ーーーー解答文1例目ーーーーーーーーーーーー

 「100%正しい忠告はまず役に立たない」という筆者の意見に賛成する。しかし、実際に行動するには、大きな困難が立ちはだかっていると考える。
 筆者が論拠として挙げているのは、「個人と個人が深くかかわること」の必要性である。幅広い、つまり誰にでも通じる忠告は、「その時その場」にしか存在しない個人に関われない。1回成功した忠告は、「過去他の場所」にしか存在しない他人への忠告であって、「その時その場」にしか存在しない個人には関係がない。
 しかし技術の発展は、ネットや携帯で「いつでもどこでも」他人に関わることを可能にした。だから、実際に行動するには、大きな困難が立ちはだかっていると考える。
(293字)

ーーーー解答文2例目ーーーーーーーーーーーー

 「100%正しい忠告はまず役に立たない」という筆者の意見に反対する。
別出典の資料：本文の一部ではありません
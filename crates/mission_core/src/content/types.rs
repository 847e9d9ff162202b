use serde::{Deserialize, Serialize};

use crate::geometry::Vec2;

use super::objectives::ObjectiveSpec;
use super::phases::PhaseSpec;

pub const DEFAULT_LANDING_TOLERANCE_MULT: f32 = 1.4;
pub const DEFAULT_ARRIVAL_RADIUS: f32 = 140.0;
pub const DEFAULT_ORBITAL_INSERTION_ALTITUDE: f32 = 3_000.0;
pub const DEFAULT_STALL_WARNING_SECONDS: f32 = 120.0;

/// Read-only description of one mission. Runtime components take snapshots
/// of the pieces they mutate and never write back into it.
#[derive(Debug, Clone, Default, PartialEq, Deserialize)]
#[serde(default)]
pub struct MissionConfig {
    pub id: String,
    pub training: bool,
    pub tier: u32,
    pub spawn: Option<SpawnConfig>,
    pub terrain: TerrainConfig,
    pub phases: Vec<PhaseSpec>,
    pub objectives: Vec<ObjectiveSpec>,
    pub failure_rules: FailureRules,
    pub rewards: Rewards,
    pub mission_modifiers: MissionModifiers,
    pub orbital_view: OrbitalViewConfig,
}

impl MissionConfig {
    pub fn is_empty(&self) -> bool {
        self.id.trim().is_empty()
            && self.spawn.is_none()
            && self.phases.is_empty()
            && self.objectives.is_empty()
    }

    pub fn uses_phases(&self) -> bool {
        !self.phases.is_empty()
    }

    /// Positive time limit, if the mission has one.
    pub fn time_limit_seconds(&self) -> Option<f32> {
        let limit = self.failure_rules.time_limit_seconds;
        (limit > 0.0).then_some(limit)
    }
}

#[derive(Debug, Clone, Default, PartialEq, Deserialize)]
#[serde(default)]
pub struct SpawnConfig {
    pub zone_id: String,
    pub height_above_surface: f32,
    pub x_offset: f32,
    pub initial_velocity: Vec2,
    pub loadout: Loadout,
}

#[derive(Debug, Clone, PartialEq, Deserialize, Serialize)]
#[serde(default)]
pub struct Loadout {
    pub vehicle: String,
    pub fuel_capacity: f32,
    pub thrust_mult: f32,
}

impl Default for Loadout {
    fn default() -> Self {
        Self {
            vehicle: "lander".to_string(),
            fuel_capacity: 100.0,
            thrust_mult: 1.0,
        }
    }
}

#[derive(Debug, Clone, Default, PartialEq, Deserialize)]
#[serde(default)]
pub struct TerrainConfig {
    pub baseline: f32,
    pub variation: f32,
    pub landing_zones: Vec<LandingZoneConfig>,
}

impl TerrainConfig {
    pub fn landing_zone(&self, zone_id: &str) -> Option<&LandingZoneConfig> {
        self.landing_zones.iter().find(|zone| zone.id == zone_id)
    }
}

#[derive(Debug, Clone, Default, PartialEq, Deserialize)]
#[serde(default)]
pub struct LandingZoneConfig {
    pub id: String,
    pub center_x: f32,
    pub width: f32,
    pub spawn_offset: Option<f32>,
}

#[derive(Debug, Clone, Copy, Default, PartialEq, Deserialize)]
#[serde(default)]
pub struct FailureRules {
    pub time_limit_seconds: f32,
}

#[derive(Debug, Clone, Default, PartialEq, Deserialize, Serialize)]
#[serde(default)]
pub struct Rewards {
    pub credits: u32,
    pub reputation: u32,
    pub unlocks: Vec<String>,
}

/// What a completion point with unfinished primary objectives resolves to.
#[derive(Debug, Clone, Copy, Default, PartialEq, Eq, Deserialize, Serialize)]
#[serde(rename_all = "snake_case")]
pub enum PartialOutcomePolicy {
    /// Anything short of every primary completed is a failure.
    Disabled,
    /// At least one completed primary earns a partial outcome.
    #[default]
    SomeCompleted,
}

#[derive(Debug, Clone, Copy, PartialEq, Deserialize)]
#[serde(default)]
pub struct MissionModifiers {
    pub landing_tolerance_mult: f32,
    pub partial_outcome: PartialOutcomePolicy,
    pub stall_warning_seconds: f32,
}

impl Default for MissionModifiers {
    fn default() -> Self {
        Self {
            landing_tolerance_mult: DEFAULT_LANDING_TOLERANCE_MULT,
            partial_outcome: PartialOutcomePolicy::default(),
            stall_warning_seconds: DEFAULT_STALL_WARNING_SECONDS,
        }
    }
}

#[derive(Debug, Clone, Copy, PartialEq, Deserialize)]
#[serde(default)]
pub struct OrbitalViewConfig {
    pub enabled: bool,
    pub insertion_altitude: f32,
    pub transition_seconds: f32,
    pub camera_zoom: f32,
}

impl Default for OrbitalViewConfig {
    fn default() -> Self {
        Self {
            enabled: false,
            insertion_altitude: DEFAULT_ORBITAL_INSERTION_ALTITUDE,
            transition_seconds: 2.5,
            camera_zoom: 0.25,
        }
    }
}
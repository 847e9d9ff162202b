use tracing::warn;

use crate::content::DEFAULT_STALL_WARNING_SECONDS;

/// Warns once when a running mission goes `threshold_seconds` of mission
/// time without any progress.
#[derive(Debug, Clone)]
pub struct StallWatchdog {
    threshold_seconds: f32,
    last_progress_seconds: f32,
    last_progress_label: &'static str,
    warned: bool,
}

impl Default for StallWatchdog {
    fn default() -> Self {
        Self::new(DEFAULT_STALL_WARNING_SECONDS)
    }
}

impl StallWatchdog {
    pub fn new(threshold_seconds: f32) -> Self {
        let threshold_seconds = if threshold_seconds.is_finite() && threshold_seconds > 0.0 {
            threshold_seconds
        } else {
            DEFAULT_STALL_WARNING_SECONDS
        };
        Self {
            threshold_seconds,
            last_progress_seconds: 0.0,
            last_progress_label: "start",
            warned: false,
        }
    }

    pub fn threshold_seconds(&self) -> f32 {
        self.threshold_seconds
    }

    pub fn has_warned(&self) -> bool {
        self.warned
    }

    pub fn mark_progress(&mut self, now_seconds: f32, label: &'static str) {
        self.last_progress_seconds = now_seconds;
        self.last_progress_label = label;
        self.warned = false;
    }

    /// Returns true when this call emitted the stall warning.
    pub fn observe(&mut self, now_seconds: f32, mission_id: &str, phase_id: &str) -> bool {
        let idle_seconds = now_seconds - self.last_progress_seconds;
        if self.warned || idle_seconds < self.threshold_seconds {
            return false;
        }
        self.warned = true;
        warn!(
            mission_id,
            phase_id,
            idle_seconds,
            last_progress = self.last_progress_label,
            "mission_stalled_no_progress"
        );
        true
    }
}
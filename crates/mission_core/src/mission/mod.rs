mod diagnostics;
mod director;
mod events;
mod objectives;
mod orbital;
mod phases;
mod ports;
mod result;
mod run_state;
mod spawn;
mod touchdown;

pub use diagnostics::StallWatchdog;
pub use director::{
    orbit_altitude_reached, orbit_altitude_threshold, MissionDirector, MissionState,
    PrepareOutcome, DEFAULT_ORBIT_ALTITUDE_THRESHOLD, REASON_OBJECTIVES_INCOMPLETE,
    REASON_TIME_LIMIT_EXCEEDED,
};
pub use events::{EventDispatch, MissionEvent, MissionEventCounts, MissionEventKind, MissionInput};
pub use objectives::{
    EndConditionMetrics, Objective, ObjectiveBoard, ObjectiveStatus, ObjectiveTier,
    ObjectiveUpdate,
};
pub use orbital::{OrbitalSelection, OrbitalSelectionState};
pub use phases::{
    build_runtime_phases, split_top_level_objectives, PhaseAdvance, PhaseEngine, PhaseError,
};
pub use ports::{
    Clock, InstrumentReadout, ManualClock, MissionPorts, MissionTimer, MissionView, NullTimer,
    NullView, SystemClock, TerrainQuery, VehicleControl, ZoneInfo,
};
pub use result::{
    build_mission_result, granted_rewards, MissionOutcome, MissionResult, MissionStats,
    ObjectiveSnapshot, ResultInputs,
};
pub use run_state::RunState;
pub use spawn::{compute_spawn_position, resolve_surface_anchor, SurfaceAnchor, DEFAULT_SPAWN_HEIGHT};
pub use touchdown::{TouchdownDecision, TouchdownGate, TouchdownPayload, TOUCHDOWN_DEBOUNCE_MS};
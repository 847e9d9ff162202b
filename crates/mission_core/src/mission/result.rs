use std::collections::BTreeMap;

use serde::Serialize;

use crate::content::{MissionConfig, ObjectiveKind, Rewards};

use super::objectives::{Objective, ObjectiveBoard, ObjectiveStatus};
use super::run_state::RunState;

#[derive(Debug, Clone, Copy, PartialEq, Eq, Serialize)]
#[serde(rename_all = "snake_case")]
pub enum MissionOutcome {
    Success,
    Partial,
    Fail,
}

impl MissionOutcome {
    pub fn as_token(self) -> &'static str {
        match self {
            Self::Success => "success",
            Self::Partial => "partial",
            Self::Fail => "fail",
        }
    }
}

#[derive(Debug, Clone, PartialEq, Serialize)]
pub struct ObjectiveSnapshot {
    pub id: String,
    pub kind: ObjectiveKind,
    pub label: String,
    pub status: ObjectiveStatus,
    #[serde(skip_serializing_if = "Option::is_none")]
    pub failure_reason: Option<String>,
    #[serde(skip_serializing_if = "BTreeMap::is_empty")]
    pub progress: BTreeMap<String, f32>,
}

impl From<&Objective> for ObjectiveSnapshot {
    fn from(objective: &Objective) -> Self {
        Self {
            id: objective.id().to_string(),
            kind: objective.kind(),
            label: objective.spec().label.clone(),
            status: objective.status(),
            failure_reason: objective.failure_reason().map(str::to_string),
            progress: objective.progress().clone(),
        }
    }
}

#[derive(Debug, Clone, Default, PartialEq, Serialize)]
pub struct MissionStats {
    pub chosen_zone_id: Option<String>,
    pub phases_completed: usize,
    pub phase_count: usize,
    pub touchdown_count: u32,
    pub crash_count: u32,
    pub final_fuel_ratio: f32,
    pub max_hull_damage_ratio: f32,
    pub max_altitude: f32,
    pub orbit_reached: bool,
    pub orbit_altitude: Option<f32>,
    pub orbit_time_seconds: Option<f32>,
    pub lander_destroyed: bool,
    pub player_died: bool,
    pub death_cause: Option<String>,
    pub primary_completed: usize,
    pub primary_total: usize,
    pub bonus_completed: usize,
}

#[derive(Debug, Clone, PartialEq, Serialize)]
pub struct MissionResult {
    pub mission_id: String,
    pub training: bool,
    pub tier: u32,
    pub outcome: MissionOutcome,
    pub failure_reason: Option<String>,
    pub elapsed_seconds: f32,
    pub time_limit_seconds: Option<f32>,
    pub primary_objectives: Vec<ObjectiveSnapshot>,
    pub bonus_objectives: Vec<ObjectiveSnapshot>,
    pub stats: MissionStats,
    pub rewards: Rewards,
}

/// Everything the result is derived from, borrowed at mission end.
#[derive(Debug, Clone, Copy)]
pub struct ResultInputs<'a> {
    pub config: &'a MissionConfig,
    pub outcome: MissionOutcome,
    pub failure_reason: Option<&'a str>,
    pub run: &'a RunState,
    pub objectives: &'a ObjectiveBoard,
    pub phases_completed: usize,
    pub phase_count: usize,
}

pub fn build_mission_result(inputs: ResultInputs<'_>) -> MissionResult {
    let ResultInputs {
        config,
        outcome,
        failure_reason,
        run,
        objectives,
        phases_completed,
        phase_count,
    } = inputs;

    let primary_objectives: Vec<ObjectiveSnapshot> =
        objectives.all_primary().map(ObjectiveSnapshot::from).collect();
    let bonus_objectives: Vec<ObjectiveSnapshot> =
        objectives.bonus().iter().map(ObjectiveSnapshot::from).collect();
    let primary_completed = objectives.completed_primary_count();
    let primary_total = objectives.total_primary_count();
    let bonus_completed = bonus_objectives
        .iter()
        .filter(|snapshot| snapshot.status == ObjectiveStatus::Completed)
        .count();

    let stats = MissionStats {
        chosen_zone_id: run.chosen_zone_id.clone(),
        phases_completed,
        phase_count,
        touchdown_count: run.touchdown_count,
        crash_count: run.crash_count,
        final_fuel_ratio: run.fuel_ratio,
        max_hull_damage_ratio: run.max_hull_damage_ratio,
        max_altitude: run.max_altitude,
        orbit_reached: run.orbit_reached,
        orbit_altitude: run.orbit_altitude,
        orbit_time_seconds: run.orbit_time_seconds,
        lander_destroyed: run.lander_destroyed,
        player_died: run.player_died,
        death_cause: run.death_cause.clone(),
        primary_completed,
        primary_total,
        bonus_completed,
    };

    MissionResult {
        mission_id: config.id.clone(),
        training: config.training,
        tier: config.tier,
        outcome,
        failure_reason: match outcome {
            MissionOutcome::Success => None,
            _ => failure_reason.map(str::to_string),
        },
        elapsed_seconds: run.elapsed_seconds,
        time_limit_seconds: run.time_limit_seconds,
        primary_objectives,
        bonus_objectives,
        stats,
        rewards: granted_rewards(&config.rewards, outcome, primary_completed, primary_total),
    }
}

/// Full rewards on success, credits scaled by completed primaries on a
/// partial outcome, nothing on failure.
pub fn granted_rewards(
    rewards: &Rewards,
    outcome: MissionOutcome,
    primary_completed: usize,
    primary_total: usize,
) -> Rewards {
    match outcome {
        MissionOutcome::Success => rewards.clone(),
        MissionOutcome::Partial if primary_total > 0 => {
            let scaled = u64::from(rewards.credits) * primary_completed as u64
                / primary_total as u64;
            Rewards {
                credits: u32::try_from(scaled).unwrap_or(rewards.credits),
                ..Rewards::default()
            }
        }
        MissionOutcome::Partial | MissionOutcome::Fail => Rewards::default(),
    }
}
なぜなら、筆者は忠告の内容だけを論じ、忠告者の態度を考慮していないからである。
 筆者は、「非行をやめなさい」や「ヒットを打て」など忠告の内容だけを挙げている。「ヒットを打て」というコーチの態度は触れられていない。続けて「その時その場の真実」の重要性を論じる。
 しかし、コーチは声の大きさ、体を選手に近づけるなどで、コーチ自身の真剣さを伝えられる。こうした非言語コミュニケーションで選手に「その時その場の真実」を伝えられる。諺「目は口ほどにものを言う」は、的確に表している。
 以上から、私は筆者の意見に反対する。